- [WHAT YOU HAVE TO DO] Scan the lines below for the word "requested". Copy each line you find it in.

Saved data entries:
◆ ◆ ◆ ◆
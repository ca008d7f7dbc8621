//! Terminal progress bar for headless runs.

use indicatif::{ProgressBar, ProgressStyle};

use super::{FillSink, LabelSink, PreloaderSink};

const TEMPLATE: &str = "{spinner:.green} [{bar:40.cyan/blue}] {pos:>3}% {msg}";

/// Fill, label and preloader backed by one `indicatif` bar.
#[derive(Clone)]
pub struct TerminalProgress {
    bar: ProgressBar,
}

impl TerminalProgress {
    pub fn new() -> Self {
        let style = ProgressStyle::with_template(TEMPLATE)
            .unwrap_or_else(|_| ProgressStyle::default_bar())
            .progress_chars("=>-");
        let bar = ProgressBar::new(100);
        bar.set_style(style);
        Self { bar }
    }

    /// Hidden bar, for output that is not a terminal.
    pub fn hidden() -> Self {
        Self {
            bar: ProgressBar::hidden(),
        }
    }
}

impl Default for TerminalProgress {
    fn default() -> Self {
        Self::new()
    }
}

impl FillSink for TerminalProgress {
    fn set_width(&mut self, percent: u8) {
        self.bar.set_position(percent as u64);
    }
}

impl LabelSink for TerminalProgress {
    fn set_text(&mut self, text: &str) {
        self.bar.set_message(text.to_string());
    }
}

impl PreloaderSink for TerminalProgress {
    fn begin_fade(&mut self) {
        self.bar.tick();
    }

    fn hide(&mut self) {
        // Keep the final label visible; failure text lives there
        self.bar.finish();
    }
}
//! Timers and frame yields behind an injectable trait.
//!
//! All cosmetic delays (notice display, preloader fade, cross-fade) go
//! through a [`Scheduler`] so tests can run them without waiting.

use std::sync::Mutex;
use std::time::Duration;

use async_trait::async_trait;

/// Approximate length of one rendered frame.
pub const FRAME: Duration = Duration::from_millis(16);

#[async_trait]
pub trait Scheduler: Send + Sync {
    /// Suspend for `duration`.
    async fn sleep(&self, duration: Duration);

    /// Yield one rendering frame so layout can settle.
    async fn next_frame(&self) {
        self.sleep(FRAME).await;
    }
}

/// Real timers on the tokio runtime.
#[derive(Debug, Clone, Copy, Default)]
pub struct TokioScheduler;

#[async_trait]
impl Scheduler for TokioScheduler {
    async fn sleep(&self, duration: Duration) {
        tokio::time::sleep(duration).await;
    }
}

/// Completes every wait immediately, recording what was requested.
#[derive(Debug, Default)]
pub struct InstantScheduler {
    waits: Mutex<Vec<Duration>>,
    frames: Mutex<usize>,
}

impl InstantScheduler {
    pub fn new() -> Self {
        Self::default()
    }

    /// Every sleep requested so far, in order.
    pub fn waits(&self) -> Vec<Duration> {
        self.waits.lock().map(|w| w.clone()).unwrap_or_default()
    }

    /// Number of frame yields requested so far.
    pub fn frames(&self) -> usize {
        self.frames.lock().map(|f| *f).unwrap_or_default()
    }
}

#[async_trait]
impl Scheduler for InstantScheduler {
    async fn sleep(&self, duration: Duration) {
        if let Ok(mut waits) = self.waits.lock() {
            waits.push(duration);
        }
        tokio::task::yield_now().await;
    }

    async fn next_frame(&self) {
        if let Ok(mut frames) = self.frames.lock() {
            *frames += 1;
        }
        tokio::task::yield_now().await;
    }
}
◆ ◆ ◆ ◆
- [TASK SOLUTION]
/// Completes every wait immediately, recording what was requested.
    /// Every sleep requested so far, in order.
    /// Number of frame yields requested so far.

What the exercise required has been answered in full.